As soon as you walk into Alegria Café & Giftware bistro, you're hit with the smells of fresh baked goods and organic coffee wafting in the air.
This neighbourhood eatery is owned and run by Narbada Langham. The longtime Steveston resident bought out the health-conscious cafe in 2007.
Alegria, a self-serve bistro, is decked out with an eclectic mix of giftwares and art.
With its ginger-coloured walls adorned with artworks from local artists, and pine chairs painted with scenes of sun, surf and beach, the cafe exudes warmth.
There is a small play area for kids so that local moms and dads can enjoy coffee and a visit.
On a bright, sunny day, many locals head to the back gardens to dine amongst the blooming flowers. It's a real oasis back there.
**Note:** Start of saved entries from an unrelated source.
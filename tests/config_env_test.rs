//! Integration test for environment overrides
//!
//! Kept in its own test binary: it mutates process environment variables
//! that `load_config` reads, which would race with other config tests.

use gamevault::config::{load_config, save_config, ConfigOverrides, GlobalConfig};
use tempfile::TempDir;

const ENV_DATA_DIR: &str = "GAMEVAULT_DATA_DIR";
const ENV_LEDGER_PATH: &str = "GAMEVAULT_LEDGER_PATH";
const ENV_CONTENT_DIR: &str = "GAMEVAULT_CONTENT_DIR";

#[test]
fn test_env_overrides_file_and_cli_overrides_env() {
    let temp_dir = TempDir::new().unwrap();
    let path = temp_dir.path().join("config.json");

    let mut config = GlobalConfig::default();
    config.data_dir = Some("/from/file".to_string());
    config.registry.ledger_path = Some("/from/file/ledger.db".to_string());
    config.storage.content_dir = Some("/from/file/content".to_string());
    save_config(&config, Some(&path)).expect("Save should succeed");

    std::env::remove_var(ENV_CONTENT_DIR);
    std::env::set_var(ENV_DATA_DIR, "/from/env");
    std::env::set_var(ENV_LEDGER_PATH, "/from/env/ledger.db");

    let cli = ConfigOverrides {
        ledger_path: Some("/from/cli/ledger.db".to_string()),
        ..Default::default()
    };
    let loaded = load_config(Some(&path), cli);

    std::env::remove_var(ENV_DATA_DIR);
    std::env::remove_var(ENV_LEDGER_PATH);

    let loaded = loaded.expect("Load should succeed");
    assert_eq!(loaded.data_dir.as_deref(), Some("/from/env"));
    assert_eq!(
        loaded.registry.ledger_path.as_deref(),
        Some("/from/cli/ledger.db")
    );
    assert_eq!(
        loaded.storage.content_dir.as_deref(),
        Some("/from/file/content")
    );
}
Langham worked in food services for the Vancouver Coastal Health for 23 year, before buying Alegria.
As a customer herself, Langham liked the idea of working in her own neighbourhood, serving up a cuisine of down-home goodness made every morning from scratch.
Every day Langham whips up dif-ferent muffins, at least two daily soups, paninis, sandwiches and three varieties of salads.
One of Langham's two sons, 27year-old Jeffrey, comes in at least once a week to help mom in the kitchen or to serve customers.
The News asked Langham if she could provide a healthy salad that is easy to make and simple to transport to the beach. It is, after all, picnic weather.
Here is Alegria's straightforward and nutritious Marinated Vegetable Salad.
MARINATED VEGETABLE SALAD
Ingredients:
500 ml (2 cups) diced carrots
500 ml (2 cups) diced celery
500 ml (2 cups) diced zucchini
500 ml (2 cups) cauliflower small florets
250 ml (1 cup) diced red pepper
2 green onions, finely chopped
30 ml (2 T) fresh basil
5 ml (1 tsp) celery seed
2 ml (1/2 tsp) pepper
250 ml (1 cup) Italian Dressing (see below)
Method:
Combine all ingredients together and let stand for one to two hours before serving.
Ingredients:
Italian Dressing:
375 ml (1 ½ cup) olive oil
80 ml (1/4 cup + 2T) white wine vinegar
60 ml (4 T) lemon juice
5 ml (1 tsp) oregano leaves
2 ml (1/2 tsp) dry mustard
5 ml (1 tsp) minced garlic
5 ml (1 tsp) minced onion
1 ml (1/4 tsp) ground thyme
5 ml (1 tsp) honey
Salt and pepper to taste
Method:
Combine all ingredients in glass bottle with lid and shake vigorously. Refrigerate. Dressing is good for a month.
Serve the salad on top of the greens or iceberg lettuce and sprinkle with raisins, Craisins, sunflower seeds and almonds. Serves six.
P.S. This salad can be made ahead and refrigerated for up to a week.
Drain the juice from the veggies and just add more dressing as needed.